Gigel has a strange "balance" and he wants to poise it. Actually, the device is different from any other ordinary balance.
It orders two arms of negligible weight and each arm's length is 15. Some hooks are attached to these arms and Gigel wants to hang up some weights from his collection of G weights (1 <= G <= 20) knowing that these weights have distinct values in the range 1..25. Gigel may droop any weight of any hook but he is forced to use all the weights.
Finally, Gigel managed to balance the device using the experience he gained at the National Olympiad in Informatics. Now he would like to know in how many ways the device can be balanced.
Knowing the repartition of the hooks and the set of the weights write a program that calculates the number of possibilities to balance the device.
It is guaranteed that will exist at least one solution for each test case at the evaluation.
Input
The input has the following structure:
• the first line contains the number C (2 <= C <= 20) and the number G (2 <= G <= 20);
• the next line contains C integer numbers (these numbers are also distinct and sorted in ascending order) in the range -15..15 representing the repartition of the hooks; each number represents the position relative to the center of the balance on the X axis (when no weights are attached the device is balanced and lined up to the X axis; the absolute value of the distances represents the distance between the hook and the balance center and the sign of the numbers determines the arm of the balance to which the hook is attached: '-' for the left arm and '+' for the right arm);
• on the next line there are G natural, distinct and sorted in ascending order numbers in the range 1..25 representing the weights' values.
Output
The output contains the number M representing the number of possibilities to poise the balance.
Sample Input
2 4
-2 3
3 4 5 8
Sample Output
2题意:一个balance上面有C个可以放可放砝码的盘子(负数代表左边的位置,正数代表右边的位置),有G个砝码,问将所有砝码放在balance上,该balance有多少种平衡方式。
题解:01背包,dp[i][j],表示前i个砝码,平衡状态为j的方式。

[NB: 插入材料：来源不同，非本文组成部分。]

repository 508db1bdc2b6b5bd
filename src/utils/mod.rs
pub mod files;
pub mod path;
pub mod slug;
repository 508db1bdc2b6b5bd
//! Configuration error types.

use std::path::PathBuf;
use thiserror::Error;

/// Configuration-related errors
#[derive(Debug, Error)]
pub enum ConfigError {
    #[error("IO error when reading `{0}`")]
    Io(PathBuf, #[source] std::io::Error),

    #[error("Config file parsing error")]
    Toml(#[from] toml::de::Error),

    #[error("Config validation error: {0}")]
    Validation(String),
}
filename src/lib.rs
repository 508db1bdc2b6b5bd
//! Data sources for the tola static site generator.
//!
//! Loads the YAML, JSON and front-matter documents named in `[data] sources`
//! into a [`Context`](context::Context) so templates can read them as `data`.

pub mod cache;
pub mod cli;
pub mod config;
pub mod context;
pub mod data;
pub mod hooks;
pub mod logger;
pub mod readers;
pub mod utils;
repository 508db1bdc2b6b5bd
//! URL slugification.
//!
//! Converts titles and file names to URL-safe ASCII tokens.

use crate::config::SlugSubstitution;
use deunicode::deunicode;
use regex::Regex;
use std::path::Path;
use std::sync::LazyLock;

/// Anything that is not a word character, whitespace or hyphen.
static NON_WORD: LazyLock<Regex> =
    LazyLock::new(|| Regex::new(r"[^\w\s-]").expect("valid slug regex"));

/// Runs of hyphens and whitespace collapse to a single hyphen.
static SEPARATORS: LazyLock<Regex> =
    LazyLock::new(|| Regex::new(r"[-\s]+").expect("valid slug regex"));

/// Convert text to a URL-safe slug.
///
/// 1. Transliterate to ASCII and lower-case (`"Crème Brûlée"` → `"creme brulee"`)
/// 2. Apply `substitutions` in order, both sides lower-cased
/// 3. Unless a matching substitution asked to skip it, drop punctuation and
///    join words with `-`
///
/// Deterministic; uniqueness is not enforced.
pub fn slugify(text: &str, substitutions: &[SlugSubstitution]) -> String {
    let mut value = deunicode(text).to_lowercase();

    let mut cleanup = true;
    for rule in substitutions {
        let replaced = value.replace(&rule.from.to_lowercase(), &rule.to.to_lowercase());
        if replaced != value {
            cleanup &= !rule.skip;
        }
        value = replaced;
    }

    let value = if cleanup {
        let stripped = NON_WORD.replace_all(&value, "");
        SEPARATORS.replace_all(stripped.trim(), "-").into_owned()
    } else {
        value.trim().to_owned()
    };

    value.chars().filter(char::is_ascii).collect()
}

/// Slug for a source file: its base name with the final extension removed.
pub fn slugify_file_stem(path: &Path, substitutions: &[SlugSubstitution]) -> String {
    let stem = path
        .file_stem()
        .map(|stem| stem.to_string_lossy())
        .unwrap_or_default();
    slugify(&stem, substitutions)
}
//! Command-line interface definitions.
//!
//! Defines all CLI arguments and subcommands using clap.

use clap::{Parser, Subcommand};
use std::path::PathBuf;

/// Load site data sources into a template context
#[derive(Parser, Debug, Clone)]
#[command(version, about, long_about = None, arg_required_else_help = true)]
pub struct Cli {
    /// Project root directory
    #[arg(short, long)]
    pub root: Option<PathBuf>,

    /// Config file name (default: tola.toml)
    #[arg(short = 'C', long, default_value = "tola.toml")]
    pub config: PathBuf,

    /// Print full error traces for files that fail to load
    #[arg(long)]
    pub debug: bool,

    /// subcommands
    #[command(subcommand)]
    pub command: Commands,
}

/// Available subcommands
#[derive(Subcommand, Debug, Clone)]
pub enum Commands {
    /// Load every data source and print the resulting `data` mapping as JSON
    Build {
        /// Write the JSON to this file instead of stdout
        #[arg(short, long)]
        output: Option<PathBuf>,
    },

    /// Report whether a data source name can be loaded
    Check {
        /// Source name as it would appear in `[data] sources`
        name: String,
    },
}

#[cfg(test)]
mod tests {
    use super::*;

    #[test]
    fn test_parse_build() {
        let cli = Cli::parse_from(["tola-data", "-r", "site", "--debug", "build", "-o", "data.json"]);
        assert_eq!(cli.root, Some(PathBuf::from("site")));
        assert_eq!(cli.config, PathBuf::from("tola.toml"));
        assert!(cli.debug);
        assert!(matches!(
            cli.command,
            Commands::Build { output: Some(ref path) } if path == &PathBuf::from("data.json")
        ));
    }

    #[test]
    fn test_parse_check() {
        let cli = Cli::parse_from(["tola-data", "-C", "site.toml", "check", "team"]);
        assert!(matches!(cli.command, Commands::Check { ref name } if name == "team"));
        assert!(!cli.debug);
        assert_eq!(cli.config, PathBuf::from("site.toml"));
    }
}
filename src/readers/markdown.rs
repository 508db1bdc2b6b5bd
//! Markdown documents with YAML front matter.
//!
//! ```markdown
//! ---
//! name: Alice
//! role: maintainer
//! ---
//! Alice wrote the first version of the site.
//! ```
//!
//! The front matter becomes metadata; the body is kept as raw Markdown for the
//! templating stage to render.

use super::{ReadError, ReadResult, Reader, read_source};
use crate::data::Metadata;
use gray_matter::{Matter, Pod, engine::Engine};
use serde_json::Value;
use std::path::Path;

/// Engine handing back the raw front matter text, so YAML errors come from
/// `serde_yaml` with line information instead of being swallowed.
struct RawFrontMatter;

impl Engine for RawFrontMatter {
    fn parse(content: &str) -> Result<Pod, gray_matter::Error> {
        Ok(Pod::String(content.to_string()))
    }
}

#[derive(Debug, Default, Clone, Copy)]
pub struct MarkdownReader;

impl Reader for MarkdownReader {
    fn extensions(&self) -> &'static [&'static str] {
        &["md", "markdown", "mkd", "mdown"]
    }

    fn read(&self, path: &Path) -> Result<ReadResult, ReadError> {
        parse(&read_source(path)?)
    }
}

/// Split front matter from body. A document without front matter has empty
/// metadata.
pub fn parse(text: &str) -> Result<ReadResult, ReadError> {
    let matter = Matter::<RawFrontMatter>::new();
    let parsed = matter
        .parse::<String>(text)
        .map_err(|err| ReadError::FrontMatter(err.to_string()))?;

    let data = match parsed.data.as_deref() {
        Some(raw) => Some(serde_yaml::from_str::<Value>(raw)?),
        None => None,
    };

    let metadata = match data {
        None | Some(Value::Null) => Metadata::new(),
        Some(Value::Object(map)) => map,
        Some(other) => {
            return Err(ReadError::FrontMatter(format!(
                "expected a mapping, found {}",
                kind(&other)
            )));
        }
    };

    Ok(ReadResult {
        content: parsed.content,
        metadata,
    })
}

fn kind(value: &Value) -> &'static str {
    match value {
        Value::Null => "null",
        Value::Bool(_) => "a boolean",
        Value::Number(_) => "a number",
        Value::String(_) => "a string",
        Value::Array(_) => "a sequence",
        Value::Object(_) => "a mapping",
    }
}

#[cfg(test)]
mod tests {
    use super::*;
    use serde_json::json;

    #[test]
    fn test_parse_front_matter() {
        let text = "---\nname: Alice\nrole: maintainer\ntags: [a, b]\n---\nAlice wrote it.\n";
        let result = parse(text).unwrap();

        assert_eq!(result.metadata.get("name"), Some(&json!("Alice")));
        assert_eq!(result.metadata.get("tags"), Some(&json!(["a", "b"])));
        assert_eq!(result.content.trim(), "Alice wrote it.");
    }

    #[test]
    fn test_parse_without_front_matter() {
        let result = parse("# Just a body\n").unwrap();
        assert!(result.metadata.is_empty());
        assert!(result.content.contains("Just a body"));
    }

    #[test]
    fn test_parse_rejects_non_mapping() {
        let err = parse("---\n- a\n- b\n---\nbody\n").unwrap_err();
        assert!(err.to_string().contains("expected a mapping"));
    }

    #[test]
    fn test_parse_rejects_malformed_yaml() {
        assert!(parse("---\nname: [unclosed\n---\nbody\n").is_err());
    }

    #[test]
    fn test_reader_missing_file() {
        let err = MarkdownReader.read(Path::new("/no/such/file.md")).unwrap_err();
        assert!(matches!(err, ReadError::Io(..)));
    }
}
//! `[cache]` section configuration.

use super::defaults;
use educe::Educe;
use serde::{Deserialize, Serialize};
use std::path::PathBuf;

/// How a cached entry is checked against the file on disk.
#[derive(Debug, Clone, Copy, Default, PartialEq, Eq, Serialize, Deserialize)]
#[serde(rename_all = "lowercase")]
pub enum CheckMethod {
    /// Compare modification times (default).
    #[default]
    Mtime,
    /// Compare blake3 digests of the file contents.
    Hash,
}

/// `[cache]` section in tola.toml - parsed-file cache between builds.
///
/// # Example
/// ```toml
/// [cache]
/// enable = true
/// path = ".tola-cache"
/// check = "hash"
/// ```
#[derive(Debug, Clone, Educe, Serialize, Deserialize)]
#[educe(Default)]
#[serde(default, deny_unknown_fields)]
pub struct CacheConfig {
    /// Cache parsed files at all.
    #[serde(default = "defaults::r#true")]
    #[educe(Default = true)]
    pub enable: bool,

    /// Load the cache persisted by the previous build.
    #[serde(default = "defaults::r#true")]
    #[educe(Default = true)]
    pub load: bool,

    /// Directory holding one JSON file per cache namespace.
    #[serde(default = "defaults::cache::path")]
    #[educe(Default = defaults::cache::path())]
    pub path: PathBuf,

    /// Staleness check for cached entries.
    pub check: CheckMethod,
}
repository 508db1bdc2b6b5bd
//! tola-data - load site data sources and emit them as JSON.

use anyhow::{Context as _, Result};
use clap::Parser;
use std::{fs, path::Path};
use tola_data::{
    cli::{Cli, Commands},
    config::SiteConfig,
    context::Context,
    data::DataGenerator,
    hooks::Hooks,
    log,
    readers::Readers,
};

fn main() -> Result<()> {
    let cli = Cli::parse();
    let config = load_config(&cli)?;

    match &cli.command {
        Commands::Build { output } => build_data(&config, output.as_deref()),
        Commands::Check { name } => {
            let generator = DataGenerator::new(&config, Readers::new(&config), Hooks::new());
            if generator.is_supported(name) {
                println!("{name}: supported");
            } else {
                println!("{name}: unsupported");
            }
            Ok(())
        }
    }
}

/// Load and validate configuration from CLI arguments
fn load_config(cli: &Cli) -> Result<SiteConfig> {
    let root = cli.root.as_deref().unwrap_or(Path::new("./"));
    let config_path = root.join(&cli.config);

    let mut config = if config_path.exists() {
        SiteConfig::from_path(&config_path)?
    } else {
        log!("warn"; "{} not found, using defaults", config_path.display());
        SiteConfig::default()
    };
    config.update_with_cli(cli);
    config.validate()?;

    Ok(config)
}

fn build_data(config: &SiteConfig, output: Option<&Path>) -> Result<()> {
    let mut generator = DataGenerator::new(config, Readers::new(config), Hooks::new());
    let mut ctx = Context::new();
    generator.generate_context(&mut ctx);

    if !ctx.failed_paths().is_empty() {
        log!("warn"; "{} file(s) failed to load", ctx.failed_paths().len());
    }

    let json = ctx.data_to_json()?;
    match output {
        Some(path) => {
            fs::write(path, json).with_context(|| format!("writing {}", path.display()))?;
            log!("data"; "wrote {}", path.display());
        }
        None => println!("{json}"),
    }

    Ok(())
}
pub mod budgets;
pub mod categories;
pub mod expenses;
pub mod stats;

pub use budgets::BudgetQuery;
pub use categories::CategoryQuery;
pub use expenses::{filter_expenses, ExpenseQuery};
pub use stats::{PeriodData, StatsQuery, TimeRange};
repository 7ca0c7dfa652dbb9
use chrono::{DateTime, Utc};
use serde::{Deserialize, Serialize};
use uuid::Uuid;

// ---------------------------------------------------------------------------
// User: identity returned by the auth API
// ---------------------------------------------------------------------------

#[derive(Debug, Clone, PartialEq, Serialize, Deserialize)]
pub struct User {
    pub id: Uuid,
    #[serde(default)]
    pub email: Option<String>,
    #[serde(default)]
    pub created_at: Option<DateTime<Utc>>,
    #[serde(default)]
    pub user_metadata: UserMetadata,
}

/// Free-form profile fields stored alongside the auth identity.
#[derive(Debug, Clone, Default, PartialEq, Serialize, Deserialize)]
pub struct UserMetadata {
    #[serde(default, skip_serializing_if = "Option::is_none")]
    pub name: Option<String>,
    #[serde(default, skip_serializing_if = "Option::is_none")]
    pub phone: Option<String>,
    #[serde(default, skip_serializing_if = "Option::is_none")]
    pub currency: Option<String>,
    #[serde(default, skip_serializing_if = "Option::is_none")]
    pub language: Option<String>,
}

// ---------------------------------------------------------------------------
// Session
// ---------------------------------------------------------------------------

#[derive(Debug, Clone, PartialEq, Serialize, Deserialize)]
pub struct Session {
    pub access_token: String,
    #[serde(default)]
    pub refresh_token: Option<String>,
    #[serde(default)]
    pub expires_at: Option<DateTime<Utc>>,
    pub user: User,
}

impl Session {
    /// Expired sessions must be refreshed before their token is used.
    pub fn is_expired_at(&self, now: DateTime<Utc>) -> bool {
        self.expires_at.map(|at| at <= now).unwrap_or(false)
    }

    pub fn is_expired(&self) -> bool {
        self.is_expired_at(Utc::now())
    }
}
//! Expense queries.

use chrono::NaiveDate;
use tracing::debug;
use uuid::Uuid;

use super::categories::ensure_owned;
use crate::config::DEFAULT_EXPENSE_LIMIT;
use crate::error::{FinTrackError, Result};
use crate::models::{Expense, NewExpense, Period, Record};
use crate::query::QueryBuilder;
use crate::store::{decode_one, decode_rows, RemoteStore};

const CATEGORY_EMBED: &[&str] = &["name", "color", "icon"];

/// Query interface for the `expenses` table.
///
/// Reads embed the expense's category name, color and icon and return the
/// newest expenses first.
pub struct ExpenseQuery<'a> {
    store: &'a dyn RemoteStore,
}

impl<'a> ExpenseQuery<'a> {
    pub fn new(store: &'a dyn RemoteStore) -> Self {
        Self { store }
    }

    fn base(user_id: Uuid) -> QueryBuilder {
        let mut qb = QueryBuilder::new(Expense::TABLE);
        qb.embed("categories", CATEGORY_EMBED)
            .eq("user_id", &user_id.to_string())
            .order_desc("expense_date")
            .order_desc("created_at");
        qb
    }

    /// The most recent expenses, `limit` rows at most (50 when `None`).
    pub fn list(&self, user_id: Uuid, limit: Option<usize>) -> Result<Vec<Expense>> {
        let query = Self::base(user_id)
            .limit(limit.unwrap_or(DEFAULT_EXPENSE_LIMIT))
            .build();
        decode_rows(self.store.fetch(&query)?)
    }

    /// Every expense of the user, without a row limit.
    pub fn list_all(&self, user_id: Uuid) -> Result<Vec<Expense>> {
        decode_rows(self.store.fetch(&Self::base(user_id).build())?)
    }

    /// Expenses dated `from` through `to`, both inclusive.
    pub fn list_between(&self, user_id: Uuid, from: NaiveDate, to: NaiveDate) -> Result<Vec<Expense>> {
        if from > to {
            return Err(FinTrackError::InvalidArgument(format!(
                "date range starts after it ends ({} > {})",
                from, to
            )));
        }
        let query = Self::base(user_id)
            .gte("expense_date", &from.to_string())
            .lte("expense_date", &to.to_string())
            .build();
        decode_rows(self.store.fetch(&query)?)
    }

    /// Expenses of one calendar month.
    ///
    /// Filters on the `year`/`month` columns when the schema has them and
    /// falls back to an `expense_date` range when it does not.
    pub fn list_for_month(&self, user_id: Uuid, period: Period) -> Result<Vec<Expense>> {
        let query = Self::base(user_id)
            .eq("year", &period.year().to_string())
            .eq("month", &period.month().to_string())
            .build();
        match self.store.fetch(&query) {
            Ok(rows) => decode_rows(rows),
            Err(e) if e.is_undefined_column() => {
                debug!(%period, "no year/month columns, filtering by date range");
                self.list_between(user_id, period.first_day(), period.last_day())
            }
            Err(e) => Err(e),
        }
    }

    pub fn create(&self, expense: &NewExpense) -> Result<Expense> {
        expense.validate()?;
        ensure_owned(self.store, expense.category_id, expense.user_id)?;
        let query = QueryBuilder::new(Expense::TABLE)
            .embed("categories", CATEGORY_EMBED)
            .build();
        let rows = self
            .store
            .insert(&query, vec![serde_json::to_value(expense)?])?;
        decode_one(rows, "created expense")
    }

    /// Replace every editable field of an existing expense.
    pub fn update(&self, id: Uuid, expense: &NewExpense) -> Result<Expense> {
        expense.validate()?;
        ensure_owned(self.store, expense.category_id, expense.user_id)?;
        let query = QueryBuilder::new(Expense::TABLE)
            .embed("categories", CATEGORY_EMBED)
            .eq("id", &id.to_string())
            .eq("user_id", &expense.user_id.to_string())
            .build();
        let rows = self.store.update(&query, serde_json::to_value(expense)?)?;
        decode_one(rows, &format!("expense {}", id))
    }

    pub fn delete(&self, id: Uuid, user_id: Uuid) -> Result<()> {
        let query = QueryBuilder::new(Expense::TABLE)
            .eq("id", &id.to_string())
            .eq("user_id", &user_id.to_string())
            .build();
        match self.store.delete(&query)? {
            0 => Err(FinTrackError::NotFound(format!("expense {}", id))),
            _ => Ok(()),
        }
    }
}

/// Narrow a fetched expense list by category and by a case-insensitive
/// description search. An empty search matches everything.
pub fn filter_expenses<'e>(
    expenses: &'e [Expense],
    category_id: Option<Uuid>,
    search: &str,
) -> Vec<&'e Expense> {
    let needle = search.trim().to_lowercase();
    expenses
        .iter()
        .filter(|e| category_id.map_or(true, |id| e.category_id == id))
        .filter(|e| needle.is_empty() || e.description.to_lowercase().contains(&needle))
        .collect()
}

循环有三重,i:前i个砝码;j:状态为j;k:第i个砝码放在k位置(因为需要把砝码放完),状态转移方程为dp[i][j] += dp[i-1][j-b[i]*a[k]],因为状态处在负数,所以需要平移一下原点(O),const int O = 1e5。初始化dp[0][O] = 1,意义为前0个砝码,状态为O的方式为1。
//#include"bits/stdc++.h"
//#include<unordered_map>
//#include<unordered_set>
#include<iostream>
#include<cstdio>
#include<algorithm>
#include<cstring>
#include<set>
#include<vector>
#include<bitset>
#include<climits>
#include<queue>
#include<iomanip>
#include<cmath>
#include<stack>
#include<map>
#include<ctime>
#include<new>
using namespace std;
#define LL long long
#define ULL unsigned long long
#define MT(a,b) memset(a,b,sizeof(a))
#define lson l, mid, node << 1
#define rson mid + 1, r, node << 1 | 1
const int INF = 0x3f3f3f3f;
const int O = 1e5;
const int mod = 1e4 + 7;
const int maxn = 2e5+5;
const double PI = acos(-1.0);
const double E = 2.718281828459;
int main(){
int C, G ;
while(~scanf("%d%d", &C, &G)){
int a[25], b[25];
int Max = 0, Min = 0, sum = 0;
for(int i=0; i<C; i++) {
scanf("%d", &a[i]);
(a[i] >=0 ? Max : Min) += a[i];
}
for(int i=1; i<=G; i++) {
scanf("%d", &b[i]); sum += b[i];
}
Max *= sum; Min *= sum;//Min表示最小状态,Max表示最大状态
LL dp[2][maxn]; MT(dp, 0); dp[0][O] = 1;
//因为第i个砝码的状态只与i-1状态有关,所有可以优化一下内存(其实也没有必要,因为数据很小)
for(int i=1; i<=G; i++) {
for(int j=O+Min; j<=O+Max; j++){
int sum = 0;
for(int k=0; k<C; k++){
sum += dp[!(i&1)][j-b[i]*a[k]];
}
dp[i&1][j] = sum;
}
}
LL ans = dp[G&1][O];
printf("%lld\n", ans);
}
return 0;
}